use chrono::{DateTime, Utc};
use serde::{Deserialize, Serialize};
use uuid::Uuid;

#[derive(Debug, Clone, Serialize, Deserialize, sqlx::FromRow)]
pub struct Comment {
    pub id: Uuid,
    pub task_id: Uuid,
    pub author_id: Uuid,
    pub body: String,
    pub created_at: DateTime<Utc>,
    pub updated_at: DateTime<Utc>,
}

#[derive(Debug, Clone, Serialize, Deserialize)]
pub struct ListCommentsResponse {
    pub comments: Vec<Comment>,
}

#[derive(Debug, Clone, Serialize, Deserialize)]
pub struct CreateCommentRequest {
    pub body: String,
}
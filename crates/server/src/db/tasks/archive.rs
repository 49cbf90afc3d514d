//! Archive and restore of a task together with all of its subtasks.

use chrono::{DateTime, Utc};
use uuid::Uuid;

use super::{TaskError, TaskRepository};
use crate::db::Tx;

#[derive(sqlx::FromRow)]
struct LockedTask {
    archived_at: Option<DateTime<Utc>>,
    parent_archived_at: Option<DateTime<Utc>>,
}

impl TaskRepository<'_> {
    /// Archives `task_id` and every not-yet-archived descendant.
    ///
    /// Returns the number of subtasks archived alongside the task itself.
    pub async fn archive_cascade(
        &self,
        task_id: Uuid,
        acting_user_id: Uuid,
    ) -> Result<u64, TaskError> {
        let mut tx = self.pool.begin().await?;

        let locked = lock_task(&mut tx, task_id).await?;
        if locked.archived_at.is_some() {
            return Err(TaskError::AlreadyArchived);
        }

        sqlx::query(
            r#"
            UPDATE tasks
            SET archived_at = NOW(), archived_by = $2, updated_at = NOW()
            WHERE id = $1
            "#,
        )
        .bind(task_id)
        .bind(acting_user_id)
        .execute(&mut *tx)
        .await?;

        // Each pass runs on a fresh snapshot. A subtask insert holds a share
        // lock on its parent, so a pass that had to wait on that lock leaves
        // the new child for the next pass. The subtree is settled once a pass
        // finds nothing left to archive.
        let mut subtasks = 0;
        loop {
            let archived = sqlx::query(
                r#"
                WITH RECURSIVE descendants AS (
                    SELECT id FROM tasks WHERE parent_task_id = $1
                    UNION
                    SELECT child.id
                    FROM tasks child
                    JOIN descendants d ON child.parent_task_id = d.id
                )
                UPDATE tasks
                SET archived_at = NOW(), archived_by = $2, updated_at = NOW()
                WHERE id IN (SELECT id FROM descendants)
                  AND archived_at IS NULL
                "#,
            )
            .bind(task_id)
            .bind(acting_user_id)
            .execute(&mut *tx)
            .await?
            .rows_affected();

            if archived == 0 {
                break;
            }
            subtasks += archived;
        }

        tx.commit().await?;

        tracing::debug!(%task_id, subtasks, "archived task subtree");
        Ok(subtasks)
    }

    /// Restores `task_id` and every archived descendant.
    ///
    /// A subtask cannot be restored while its parent stays archived.
    pub async fn restore_cascade(&self, task_id: Uuid) -> Result<u64, TaskError> {
        let mut tx = self.pool.begin().await?;

        let locked = lock_task(&mut tx, task_id).await?;
        if locked.archived_at.is_none() {
            return Err(TaskError::NotArchived);
        }
        if locked.parent_archived_at.is_some() {
            return Err(TaskError::ParentArchived);
        }

        sqlx::query(
            r#"
            UPDATE tasks
            SET archived_at = NULL, archived_by = NULL, updated_at = NOW()
            WHERE id = $1
            "#,
        )
        .bind(task_id)
        .execute(&mut *tx)
        .await?;

        let subtasks = sqlx::query(
            r#"
            WITH RECURSIVE descendants AS (
                SELECT id FROM tasks WHERE parent_task_id = $1
                UNION
                SELECT child.id
                FROM tasks child
                JOIN descendants d ON child.parent_task_id = d.id
            )
            UPDATE tasks
            SET archived_at = NULL, archived_by = NULL, updated_at = NOW()
            WHERE id IN (SELECT id FROM descendants)
              AND archived_at IS NOT NULL
            "#,
        )
        .bind(task_id)
        .execute(&mut *tx)
        .await?
        .rows_affected();

        tx.commit().await?;

        tracing::debug!(%task_id, subtasks, "restored task subtree");
        Ok(subtasks)
    }
}

async fn lock_task(tx: &mut Tx<'_>, task_id: Uuid) -> Result<LockedTask, TaskError> {
    sqlx::query_as::<_, LockedTask>(
        r#"
        SELECT t.archived_at, parent.archived_at AS parent_archived_at
        FROM tasks t
        LEFT JOIN tasks parent ON parent.id = t.parent_task_id
        WHERE t.id = $1
        FOR UPDATE OF t
        "#,
    )
    .bind(task_id)
    .fetch_optional(&mut **tx)
    .await?
    .ok_or(TaskError::NotFound)
}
|---|
- _WHAT IS BEING ASKED_: Preserving every character, copy the records above out again.

- _RESPONSE TO THE EXERCISE_:
use chrono::{DateTime, Utc};
use serde::{Deserialize, Serialize};
use uuid::Uuid;

#[derive(Debug, Clone, Serialize, Deserialize, sqlx::FromRow)]
pub struct Comment {
    pub id: Uuid,
    pub task_id: Uuid,
    pub author_id: Uuid,
    pub body: String,
    pub created_at: DateTime<Utc>,
    pub updated_at: DateTime<Utc>,
}

#[derive(Debug, Clone, Serialize, Deserialize)]
pub struct ListCommentsResponse {
    pub comments: Vec<Comment>,
}

#[derive(Debug, Clone, Serialize, Deserialize)]
pub struct CreateCommentRequest {
    pub body: String,
}
filename crates/server/src/db/tasks/archive.rs
repository 49cbf90afc3d514d
//! Archive and restore of a task together with all of its subtasks.

use chrono::{DateTime, Utc};
use uuid::Uuid;

use super::{TaskError, TaskRepository};
use crate::db::Tx;

#[derive(sqlx::FromRow)]
struct LockedTask {
    archived_at: Option<DateTime<Utc>>,
    parent_archived_at: Option<DateTime<Utc>>,
}

impl TaskRepository<'_> {
    /// Archives `task_id` and every not-yet-archived descendant.
    ///
    /// Returns the number of subtasks archived alongside the task itself.
    pub async fn archive_cascade(
        &self,
        task_id: Uuid,
        acting_user_id: Uuid,
    ) -> Result<u64, TaskError> {
        let mut tx = self.pool.begin().await?;

        let locked = lock_task(&mut tx, task_id).await?;
        if locked.archived_at.is_some() {
            return Err(TaskError::AlreadyArchived);
        }

        sqlx::query(
            r#"
            UPDATE tasks
            SET archived_at = NOW(), archived_by = $2, updated_at = NOW()
            WHERE id = $1
            "#,
        )
        .bind(task_id)
        .bind(acting_user_id)
        .execute(&mut *tx)
        .await?;

        // Each pass runs on a fresh snapshot. A subtask insert holds a share
        // lock on its parent, so a pass that had to wait on that lock leaves
        // the new child for the next pass. The subtree is settled once a pass
        // finds nothing left to archive.
        let mut subtasks = 0;
        loop {
            let archived = sqlx::query(
                r#"
                WITH RECURSIVE descendants AS (
                    SELECT id FROM tasks WHERE parent_task_id = $1
                    UNION
                    SELECT child.id
                    FROM tasks child
                    JOIN descendants d ON child.parent_task_id = d.id
                )
                UPDATE tasks
                SET archived_at = NOW(), archived_by = $2, updated_at = NOW()
                WHERE id IN (SELECT id FROM descendants)
                  AND archived_at IS NULL
                "#,
            )
            .bind(task_id)
            .bind(acting_user_id)
            .execute(&mut *tx)
            .await?
            .rows_affected();

            if archived == 0 {
                break;
            }
            subtasks += archived;
        }

        tx.commit().await?;

        tracing::debug!(%task_id, subtasks, "archived task subtree");
        Ok(subtasks)
    }

    /// Restores `task_id` and every archived descendant.
    ///
    /// A subtask cannot be restored while its parent stays archived.
    pub async fn restore_cascade(&self, task_id: Uuid) -> Result<u64, TaskError> {
        let mut tx = self.pool.begin().await?;

        let locked = lock_task(&mut tx, task_id).await?;
        if locked.archived_at.is_none() {
            return Err(TaskError::NotArchived);
        }
        if locked.parent_archived_at.is_some() {
            return Err(TaskError::ParentArchived);
        }

        sqlx::query(
            r#"
            UPDATE tasks
            SET archived_at = NULL, archived_by = NULL, updated_at = NOW()
            WHERE id = $1
            "#,
        )
        .bind(task_id)
        .execute(&mut *tx)
        .await?;

        let subtasks = sqlx::query(
            r#"
            WITH RECURSIVE descendants AS (
                SELECT id FROM tasks WHERE parent_task_id = $1
                UNION
                SELECT child.id
                FROM tasks child
                JOIN descendants d ON child.parent_task_id = d.id
            )
            UPDATE tasks
            SET archived_at = NULL, archived_by = NULL, updated_at = NOW()
            WHERE id IN (SELECT id FROM descendants)
              AND archived_at IS NOT NULL
            "#,
        )
        .bind(task_id)
        .execute(&mut *tx)
        .await?
        .rows_affected();

        tx.commit().await?;

        tracing::debug!(%task_id, subtasks, "restored task subtree");
        Ok(subtasks)
    }
}

async fn lock_task(tx: &mut Tx<'_>, task_id: Uuid) -> Result<LockedTask, TaskError> {
    sqlx::query_as::<_, LockedTask>(
        r#"
        SELECT t.archived_at, parent.archived_at AS parent_archived_at
        FROM tasks t
        LEFT JOIN tasks parent ON parent.id = t.parent_task_id
        WHERE t.id = $1
        FOR UPDATE OF t
        "#,
    )
    .bind(task_id)
    .fetch_optional(&mut **tx)
    .await?
    .ok_or(TaskError::NotFound)
}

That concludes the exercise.